Les neurobiologistes ont précisé les circuits de la peur dans ces noyaux de l'amygdale en utilisant deux techniques ; soit ils ont bloqué des neurones de l'amygdale avec des molécules pharmacologiques, soit ils les ont excités après leur avoir injecté des substances particulières qui stimulent les neurones sous l'effet de la lumière. Ainsi, en inactivant la partie latérale du noyau central, ils ont montré que les rats n'apprenaient plus l'association entre le son et le choc électrique. En revanche, l'inactivation de la partie médiane de ce noyau, d'où sortent les informations, ne modifie pas l'apprentissage, mais inhibe la réponse comportementale de peur (le rat ne s'immobilise plus). De même, l'activation de cette région médiane provoque une réaction de peur chez le rat.
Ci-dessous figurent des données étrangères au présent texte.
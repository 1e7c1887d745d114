use axum::{http::StatusCode, response::IntoResponse};
use thiserror::Error;

use crate::broker::BrokerError;

#[derive(Debug, Error)]
pub enum AppError {
    #[error("Broker error: {0}")]
    Broker(#[from] BrokerError),

    #[error("JSON parse error: {0}")]
    Json(#[from] serde_json::Error),

    #[error("Database error: {0}")]
    Database(#[from] sqlx::Error),

    #[error("Database migration error: {0}")]
    Migration(#[from] sqlx::migrate::MigrateError),

    #[error("Configuration error: {0}")]
    Config(String),

    #[error("Bootstrap error: {0}")]
    Bootstrap(String),

    #[error("Checkpoint error: {0}")]
    Checkpoint(String),

    #[error("Not found: {0}")]
    NotFound(String),

    #[error("IO error: {0}")]
    Io(#[from] std::io::Error),
}

pub type Result<T> = std::result::Result<T, AppError>;

impl IntoResponse for AppError {
    fn into_response(self) -> axum::response::Response {
        let status = match &self {
            AppError::NotFound(_) => StatusCode::NOT_FOUND,
            _ => StatusCode::INTERNAL_SERVER_ERROR,
        };
        (status, self.to_string()).into_response()
    }
}
#[cfg(test)]
mod tests {
    use chrono::TimeZone;

    use super::*;
    use crate::config::MSG_TYPE_LINK;
    use crate::test_support::{count, insert_message, insert_product, insert_watch, LONG_AGO};
    use crate::types::{NO_SCRIPT, RANGE_PRICE};

    fn result_item(id: &str, price: f64, minute: u32) -> Payload {
        Payload {
            message: None,
            product: Some(ProductPayload {
                id: id.to_string(),
                url: format!("https://item.example/{id}"),
                short_url: format!("https://s.example/{id}"),
                title: format!("Product {id}"),
                price,
                stock: 3,
                update_time: Some(Utc.with_ymd_and_hms(2024, 5, 1, 10, minute, 0).unwrap()),
                ..ProductPayload::default()
            }),
        }
    }

    fn task(payloads: Vec<Payload>) -> Task {
        Task {
            id: "t1".to_string(),
            create_time: Utc::now(),
            report_time: Some(Utc::now()),
            payloads,
        }
    }

    #[test]
    fn change_detection_table() {
        let r = |low, high| Price::Range { low, high };
        let k = Price::Known;
        let cases = [
            (k(10.0), k(10.0), false),
            (k(9.0), k(10.0), true),
            (k(0.0), k(10.0), true),
            (r(1.0, 2.0), r(1.0, 2.0), false),
            (r(1.0, 3.0), r(1.0, 2.0), true),
            (r(0.5, 2.0), r(1.0, 2.0), true),
            (r(-1.0, 2.0), r(1.0, 2.0), false),
            (r(1.0, 2.0), r(1.0, -2.0), false),
            (k(10.0), r(1.0, 2.0), false),
            (r(1.0, 2.0), k(10.0), false),
            (Price::Unknown, k(10.0), false),
            (k(10.0), Price::Unknown, false),
        ];
        for (new, old, expected) in cases {
            assert_eq!(validate_changed(&new, &old), expected, "{new:?} vs {old:?}");
        }
    }

    #[tokio::test]
    async fn first_result_is_a_baseline_then_moves_are_reported() {
        let pool = crate::db::memory_pool().await;
        let reconciler = Reconciler::new(pool.clone());

        let changed = reconciler.collect_changed(&task(vec![result_item("p1", 100.0, 0)])).await.unwrap();
        assert!(changed.is_empty());
        assert_eq!(count(&pool, "SELECT COUNT(*) FROM product_update").await, 1);
        let dispatched: String = sqlx::query_scalar("SELECT last_dispatch_time FROM product WHERE id = 'p1'")
            .fetch_one(&pool)
            .await
            .unwrap();
        assert_eq!(dispatched, "2024-05-01 10:00:00");

        let changed = reconciler.collect_changed(&task(vec![result_item("p1", 88.0, 5)])).await.unwrap();
        assert_eq!(changed, vec!["p1".to_string()]);
        let price: f64 = sqlx::query_scalar("SELECT price FROM product WHERE id = 'p1'")
            .fetch_one(&pool)
            .await
            .unwrap();
        assert_eq!(price, 88.0);
        let dispatched: String = sqlx::query_scalar("SELECT last_dispatch_time FROM product WHERE id = 'p1'")
            .fetch_one(&pool)
            .await
            .unwrap();
        assert_eq!(dispatched, "2024-05-01 10:00:00");
    }

    #[tokio::test]
    async fn replaying_a_result_writes_nothing() {
        let pool = crate::db::memory_pool().await;
        let reconciler = Reconciler::new(pool.clone());
        reconciler.collect_changed(&task(vec![result_item("p1", 100.0, 0)])).await.unwrap();
        let moved = task(vec![result_item("p1", 90.0, 5)]);

        assert_eq!(reconciler.collect_changed(&moved).await.unwrap(), vec!["p1".to_string()]);
        let rows = count(&pool, "SELECT COUNT(*) FROM product_update").await;
        assert!(reconciler.collect_changed(&moved).await.unwrap().is_empty());
        assert_eq!(count(&pool, "SELECT COUNT(*) FROM product_update").await, rows);
    }

    #[tokio::test]
    async fn unusable_items_are_skipped() {
        let pool = crate::db::memory_pool().await;
        let reconciler = Reconciler::new(pool.clone());
        let payloads = vec![
            Payload::default(),
            result_item("", 10.0, 0),
            result_item("p-unknown", NO_SCRIPT, 0),
        ];
        assert!(reconciler.collect_changed(&task(payloads)).await.unwrap().is_empty());
        assert_eq!(count(&pool, "SELECT COUNT(*) FROM product_update").await, 0);
        assert_eq!(count(&pool, "SELECT COUNT(*) FROM product").await, 0);
    }

    #[tokio::test]
    async fn range_results_compare_bounds() {
        let pool = crate::db::memory_pool().await;
        let reconciler = Reconciler::new(pool.clone());
        let range = |low: f64, high: f64, minute| {
            let mut p = result_item("p1", RANGE_PRICE, minute);
            let product = p.product.as_mut().unwrap();
            product.price_low = low;
            product.price_high = high;
            p
        };
        reconciler.collect_changed(&task(vec![range(10.0, 20.0, 0)])).await.unwrap();
        assert!(reconciler.collect_changed(&task(vec![range(10.0, 20.0, 1)])).await.unwrap().is_empty());
        assert_eq!(
            reconciler.collect_changed(&task(vec![range(10.0, 25.0, 2)])).await.unwrap(),
            vec!["p1".to_string()]
        );
    }

    #[tokio::test]
    async fn empty_result_url_keeps_the_stored_one() {
        let pool = crate::db::memory_pool().await;
        insert_product(&pool, "p1", "https://item.example/original", LONG_AGO).await;
        let reconciler = Reconciler::new(pool.clone());
        let mut item = result_item("p1", 50.0, 0);
        item.product.as_mut().unwrap().url.clear();

        reconciler.collect_changed(&task(vec![item])).await.unwrap();
        let url: String = sqlx::query_scalar("SELECT url FROM product WHERE id = 'p1'")
            .fetch_one(&pool)
            .await
            .unwrap();
        assert_eq!(url, "https://item.example/original");
        let dispatched: String = sqlx::query_scalar("SELECT last_dispatch_time FROM product WHERE id = 'p1'")
            .fetch_one(&pool)
            .await
            .unwrap();
        assert_eq!(dispatched, LONG_AGO);
    }

    #[tokio::test]
    async fn message_results_create_and_reactivate_watches() {
        let pool = crate::db::memory_pool().await;
        insert_message(&pool, "m1", MSG_TYPE_LINK, "", "https://item.example/p1", "alice").await;
        insert_message(&pool, "m2", MSG_TYPE_LINK, "", "https://item.example/p2", "bob").await;
        insert_message(&pool, "m3", MSG_TYPE_LINK, "", "https://item.example/p3", "carol").await;
        insert_watch(&pool, "bob", "p2", (120.0, 0.0, 0.0), WatchState::Unwatched.code(), (2, 0.0), (0, 0.0)).await;
        insert_watch(&pool, "carol", "p3", (70.0, 0.0, 0.0), WatchState::Watching.code(), (2, 0.0), (0, 0.0)).await;

        let with_message = |msg: &str, product: &str, price: f64| {
            let mut p = result_item(product, price, 0);
            p.message = Some(MessagePayload {
                id: msg.to_string(),
                ..MessagePayload::default()
            });
            p
        };
        Reconciler::new(pool.clone())
            .collect_changed(&task(vec![
                with_message("m1", "p1", 100.0),
                with_message("m2", "p2", 100.0),
                with_message("m3", "p3", 100.0),
            ]))
            .await
            .unwrap();

        let created: (f64, i64, String, i64) = sqlx::query_as(
            "SELECT price, stock, watch_time, state FROM product_watch WHERE user_id = 'alice' AND product_id = 'p1'",
        )
        .fetch_one(&pool)
        .await
        .unwrap();
        assert_eq!(created, (100.0, 3, "2024-05-01 09:30:00".to_string(), 0));

        let reactivated: (i64, String) =
            sqlx::query_as("SELECT state, watch_time FROM product_watch WHERE user_id = 'bob'")
                .fetch_one(&pool)
                .await
                .unwrap();
        assert_eq!(reactivated, (0, "2024-05-01 09:30:00".to_string()));

        let untouched: (f64, String) =
            sqlx::query_as("SELECT price, watch_time FROM product_watch WHERE user_id = 'carol'")
                .fetch_one(&pool)
                .await
                .unwrap();
        assert_eq!(untouched, (70.0, LONG_AGO.to_string()));
    }

    #[tokio::test]
    async fn failing_item_rolls_back_alone() {
        let pool = crate::db::memory_pool().await;
        sqlx::query("DROP TABLE msg").execute(&pool).await.unwrap();

        let mut broken = result_item("p2", 20.0, 0);
        broken.message = Some(MessagePayload {
            id: "m2".to_string(),
            ..MessagePayload::default()
        });
        let changed = Reconciler::new(pool.clone())
            .collect_changed(&task(vec![result_item("p1", 10.0, 0), broken, result_item("p3", 30.0, 0)]))
            .await
            .unwrap();

        assert!(changed.is_empty());
        assert_eq!(count(&pool, "SELECT COUNT(*) FROM product").await, 2);
        assert_eq!(count(&pool, "SELECT COUNT(*) FROM product WHERE id = 'p2'").await, 0);
        assert_eq!(count(&pool, "SELECT COUNT(*) FROM product_update WHERE id = 'p2'").await, 0);
    }
}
En outre, les neurobiologistes ont enregistré l'activité électrique des neurones du noyau central et ont identifié les circuits neuronaux inhibiteurs impliqués lors du comportement de peur. Le noyau central latéral contient deux populations distinctes, mais interconnectées, de neurones, qui inhibent globalement le noyau central médian. Le son « conditionné » active la première population alors qu'il inhibe la seconde, et la première population peut aussi inhiber la seconde. En fait, au cours du conditionnement, les chercheurs ont constaté que cette inhibition de la seconde population par la première lève l'inhibition globale sur le noyau central médian, ce qui provoque une augmentation des réactions conditionnées de peur.


En parallèle, des neurobiologistes ont identifié qu'un des types cellulaires du noyau central latéral – celui inhibé par le son conditionné – produit une protéine particulière, la kinase C delta. Il s'agit là d'un marqueur moléculaire qui permet aux scientifiques de « manipuler » ces neurones et… l'expression de la peur. L'identification de ces circuits dans le noyau central de l'amygdale devrait aboutir à de nouvelles approches thérapeutiques chez les patients qui souffrent de manifestations anxieuses inadaptées.